Alors il faut changer, il faut réformer, pour que naisse une « République plus républicaine » et une « démocratie plus démocratique ». On nous l’a dit à juste titre, le nouveau logiciel constitutionnel créé à cet effet ne sera pas le France-VIe Rep, trop cher et manifestement bugé, mais nous pourrions avoir sous peu un France-Ve Rep.23, un logiciel piraté à une petite entreprise française, la « Georges Vedel et Cie», et largement bidouillé ensuite par les hackers constitutionnels et sur lequel on peut émettre les plus grandes réserves.
Mais si l’on dépasse ce discours un rien convenu : il faut changer, c’est la modernité, pourquoi changer ? Une crise institutionnelle impose-t-elle ce choix ? Rien n’est moins sûr.
Entendons nous bien, qu’il y ait un profond « malaise dans les institutions », nul n’en disconviendra et en tout cas pas moi. J’en prendrai trois exemples évidents : l’ordre public, essentiel au fonctionnement de la démocratie, n’est pas respecté sur une bonne partie du territoire. Sondages après sondages, les électeurs affirment n’accorder qu’une confiance très limitée à leurs représentants. Enfin les réformes nécessaires et indispensables sont, justement, nécessaires et indispensables depuis au moins une vingtaine d’années.
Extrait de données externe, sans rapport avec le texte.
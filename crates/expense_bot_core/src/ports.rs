//! crates/expense_bot_core/src/ports.rs
//!
//! Defines the service contracts (traits) for the bot's core logic.
//! These traits form the boundary of the hexagonal architecture, allowing the core
//! to stay independent of the concrete store API and of the system clock.

use async_trait::async_trait;
use chrono::{DateTime, Utc};

use crate::domain::{DatabaseSchema, ExpenseRecord};

//=========================================================================================
// Generic Port Error and Result Types
//=========================================================================================

/// A generic error type for all port operations.
/// This abstracts away the specific errors from external services (e.g., network, API).
#[derive(Debug, thiserror::Error)]
pub enum PortError {
    #[error("Item not found: {0}")]
    NotFound(String),
    #[error("An unexpected error occurred: {0}")]
    Unexpected(String),
    #[error("Unauthorized")]
    Unauthorized,
}

/// A convenience type alias for `Result<T, PortError>`.
pub type PortResult<T> = Result<T, PortError>;

//=========================================================================================
// Service Ports (Traits)
//=========================================================================================

#[async_trait]
pub trait SchemaSource: Send + Sync {
    /// Fetches the current schema of the target collection.
    async fn fetch_schema(&self) -> PortResult<DatabaseSchema>;
}

#[async_trait]
pub trait RecordSink: Send + Sync {
    /// Creates exactly one new record. Never updates an existing one.
    async fn create_record(&self, record: &ExpenseRecord) -> PortResult<()>;
}

pub trait Clock: Send + Sync {
    fn now(&self) -> DateTime<Utc>;
}
//! crates/expense_bot_core/src/session.rs
//!
//! The per-user session table. Each operation holds the lock only for one
//! read-modify-write; nothing awaits a port while holding it.
//!
//! Sessions that are never completed stay in memory until the process exits.

use std::collections::HashMap;

use tokio::sync::Mutex;

use crate::domain::{Session, UserId};

#[derive(Debug, Default)]
pub struct SessionStore {
    sessions: Mutex<HashMap<UserId, Session>>,
}

impl SessionStore {
    pub fn new() -> Self {
        Self::default()
    }

    /// Stores a session, replacing whatever the user had in flight.
    /// Returns `true` if an earlier session was overwritten.
    pub async fn insert(&self, user: UserId, session: Session) -> bool {
        self.sessions.lock().await.insert(user, session).is_some()
    }

    pub async fn get(&self, user: UserId) -> Option<Session> {
        self.sessions.lock().await.get(&user).cloned()
    }

    pub async fn remove(&self, user: UserId) -> Option<Session> {
        self.sessions.lock().await.remove(&user)
    }

    /// Runs `f` against the user's session under the lock.
    /// Returns `None` when the user has no session.
    pub async fn update<T>(&self, user: UserId, f: impl FnOnce(&mut Session) -> T) -> Option<T> {
        self.sessions.lock().await.get_mut(&user).map(f)
    }

    /// Like [`update`](Self::update), but lets `f` decide whether the session is
    /// taken out of the table; `f` returns the value plus `true` to remove.
    pub async fn update_or_take<T>(
        &self,
        user: UserId,
        f: impl FnOnce(&mut Session) -> (T, bool),
    ) -> Option<(T, Option<Session>)> {
        let mut sessions = self.sessions.lock().await;
        let session = sessions.get_mut(&user)?;
        let (value, take) = f(session);
        let taken = if take { sessions.remove(&user) } else { None };
        Some((value, taken))
    }
}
Il y a donc une crise dans nos institutions, mais une crise purement institutionnelle – et, partant, demandant une solution véritablement constitutionnelle – ne devrait résulter que d’une inadaptation de la Constitution. C’est, si l’on en croit la légende noire de notre histoire constitutionnelle, ce qui caractérisa nos régimes de séparation trop stricte des pouvoirs, Directoire ou Seconde république, conduisant à chaque fois à des coups de force pour sortir de la crise. On peut bien sûr espérer des changements institutionnels moins violents, établissement d’une nouvelle constitution ou révision.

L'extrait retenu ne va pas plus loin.